The one scene that made me roll my eyes showed Jor-El/Clark visiting his Smallville priest to ask for advice. Clark’s handsome face occupies one half of the screen, while in the background we see a slightly out-of-focus stained glass window depicting Jesus.
Oh God.
At least when Stephen King named his character in The Green Mile “John Coffey” he acknowledged the reference and said, “Hey, this isn’t rocket science,” but this was like those old TV adverts I saw as a kid that were selling wild animal cards: the trick was to spot the animal that changed its appearance, and if you could name it when you placed your order, you got a plastic box to put the cards in. So they showed and elephant, its trunk flashed on and off in an unsettling way, and the voice-over said, “Did you see that?!”

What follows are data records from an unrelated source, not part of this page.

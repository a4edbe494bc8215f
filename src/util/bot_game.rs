//! Utilities to run bots against each other and report the results.
use std::fmt::{Debug, Formatter};
use std::time::Instant;

use log::debug;

use crate::ai::Bot;
use crate::board::{Board, Outcome, Side};
use crate::outcome::detect;
use crate::util::rating::elo_from_wdl;
use crate::wdl::{POV, WDL};

/// Run `bot_l` against `bot_r` for `games_per_side` pairs of games.
///
/// The left bot always owns the [Side::Computer] pieces and the right bot the [Side::Human] pieces,
/// every pair consists of one game where the left bot starts and one where the right bot starts.
/// Bots in the human seat are shown a board with swapped sides, so both of them search as the computer.
///
/// `callback` is called after every game with the running result from the left bot POV.
#[must_use]
pub fn run<L: Bot, R: Bot>(
    bot_l: impl Fn() -> L,
    bot_r: impl Fn() -> R,
    games_per_side: u32,
    callback: impl Fn(WDL<u32>, &Replay),
) -> BotGameResult {
    let debug_l = format!("{:?}", bot_l());
    let debug_r = format!("{:?}", bot_r());

    let game_count = 2 * games_per_side;
    let mut partial_wdl = WDL::<u32>::default();

    let replays: Vec<Replay> = (0..game_count)
        .map(|game_i| {
            let first = if game_i % 2 == 0 { Side::Computer } else { Side::Human };
            let replay = play_single_game(first, &mut bot_l(), &mut bot_r());

            partial_wdl += replay.outcome.pov(Side::Computer).to_wdl();
            debug!("game {} started by {:?}: {:?}", game_i, first, replay.outcome);
            callback(partial_wdl, &replay);

            replay
        })
        .collect();

    let total_time_l = replays.iter().map(|r| r.total_time_l).sum::<f32>();
    let total_time_r = replays.iter().map(|r| r.total_time_r).sum::<f32>();
    let move_count_l = replays.iter().map(|r| r.move_count_l).sum::<u32>();
    let move_count_r = replays.iter().map(|r| r.move_count_r).sum::<u32>();

    BotGameResult {
        game_count,
        average_game_length: replays.iter().map(|r| r.moves.len() as f32).sum::<f32>() / game_count as f32,
        wdl_l: partial_wdl,
        time_l: total_time_l / move_count_l as f32,
        time_r: total_time_r / move_count_r as f32,
        debug_l,
        debug_r,
        replays,
    }
}

/// Play a single game from the empty board, `bot_l` owns the computer pieces and `bot_r` the human pieces.
pub fn play_single_game(first: Side, bot_l: &mut impl Bot, bot_r: &mut impl Bot) -> Replay {
    let mut board = Board::new();
    let mut side = first;

    let mut total_time_l = 0.0;
    let mut total_time_r = 0.0;
    let mut move_count_l: u32 = 0;
    let mut move_count_r: u32 = 0;
    let mut moves = vec![];

    let outcome = loop {
        let start_time = Instant::now();
        let selected = match side {
            Side::Computer => {
                let selected = bot_l.select_move(&board);
                total_time_l += start_time.elapsed().as_secs_f32();
                move_count_l += 1;
                selected
            }
            Side::Human => {
                let selected = bot_r.select_move(&board.swap_sides());
                total_time_r += start_time.elapsed().as_secs_f32();
                move_count_r += 1;
                selected
            }
        };

        // a full board is always detected as a draw after the last move, so there is always an open column here
        let mv = match selected {
            Ok(mv) => mv,
            Err(e) => panic!("{:?} to move on\n{}\nbut {}", side, board, e),
        };
        if let Err(e) = board.drop_piece(mv, side) {
            panic!("{:?} played an unavailable move: {}\n{}", side, e, board);
        }
        moves.push(mv);

        if let Some(outcome) = detect(&board, mv) {
            break outcome;
        }
        side = side.other();
    };

    Replay {
        first,
        moves,
        outcome,
        total_time_l,
        total_time_r,
        move_count_l,
        move_count_r,
        debug_l: format!("{:?}", bot_l),
        debug_r: format!("{:?}", bot_r),
    }
}

#[derive(Debug, Clone)]
pub struct Replay {
    pub first: Side,
    pub moves: Vec<usize>,
    pub outcome: Outcome,

    pub total_time_l: f32,
    pub total_time_r: f32,
    pub move_count_l: u32,
    pub move_count_r: u32,

    pub debug_l: String,
    pub debug_r: String,
}

/// Structure returned by the function [`run`].
pub struct BotGameResult {
    pub game_count: u32,
    pub replays: Vec<Replay>,

    pub average_game_length: f32,
    pub wdl_l: WDL<u32>,

    //time per move in seconds
    pub time_l: f32,
    pub time_r: f32,

    pub debug_l: String,
    pub debug_r: String,
}

impl Debug for BotGameResult {
    fn fmt(&self, f: &mut Formatter<'_>) -> std::fmt::Result {
        writeln!(f, "BotGameResult {{")?;
        writeln!(
            f,
            "  {} games, average length {}",
            self.game_count, self.average_game_length
        )?;
        writeln!(f, "  left      {:?}", self.wdl_l,)?;
        writeln!(
            f,
            "  left      {:.3?}",
            self.wdl_l.to_f64() / self.game_count as f64
        )?;
        writeln!(f, "  left elo: {:.1}", elo_from_wdl(self.wdl_l.to_f64()))?;
        writeln!(f, "  time_l:   {:.4}, time_r: {:.4}", self.time_l, self.time_r)?;
        writeln!(f, "  left:     {}", self.debug_l)?;
        writeln!(f, "  right:    {}", self.debug_r)?;
        writeln!(f, "}}")?;

        Ok(())
    }
}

So, yes, this was like that, but with Jesus and Superman. And the shot lingered, just in case you didn’t get it.
But here’s my beef with that, aside from the total lack of subtlety or trust in the viewer: it’s a perfect reflection of the bait-and-switch contemporary culture does between science and belief. (I’m not a Christian, so it’s not that I’m defending Jesus-the-brand, nor am I talking about him as a literal reality but as a mental construct.) It’s a category error: Superman is science fantasy, Jesus is a myth. You can pretend to be Superman, but you can’t aspire to be him. (That “becoming” is why Luke Skywalker captured my imagination as a kid and Captain Kirk didn’t.)
The community of people who talk online about science really, really — like, really — love to rubbish religion, faith, and the likes, but science is incapable of addressing or describing consciousness and inner experience yet is either sold like it can, or like the need for a meaningful context is silly and deluded. Everything is reducible; no other possibilities are permitted.
Superman is a closed loop product for kids. There’s nothing else you can really do with him. Jesus — at his scriptural basics — is a good idea. Not the dogmatic cruft, but the person who stood at the intersection of the worlds and said, as Douglas Adams put it, “Wouldn’t it be good if we were all nice to each other for a change?” (“…So they nailed him to a tree.”)
Coming back to Earth, I had a great night out with friends last night, thanks to my mum, who was trawling around Facebook and noticed that my best friend, Cosgrove, and his husband Eric were in town. I joined the group of friends they’d gathered together, a few of whom I knew a bit, and one, Bert, who’s been a great friend for a long time. So through happenstance I got to reconnect with some people I really like. That’s what I want this trip to be about: being with people who matter, rather than going to shops or movies or hiding out.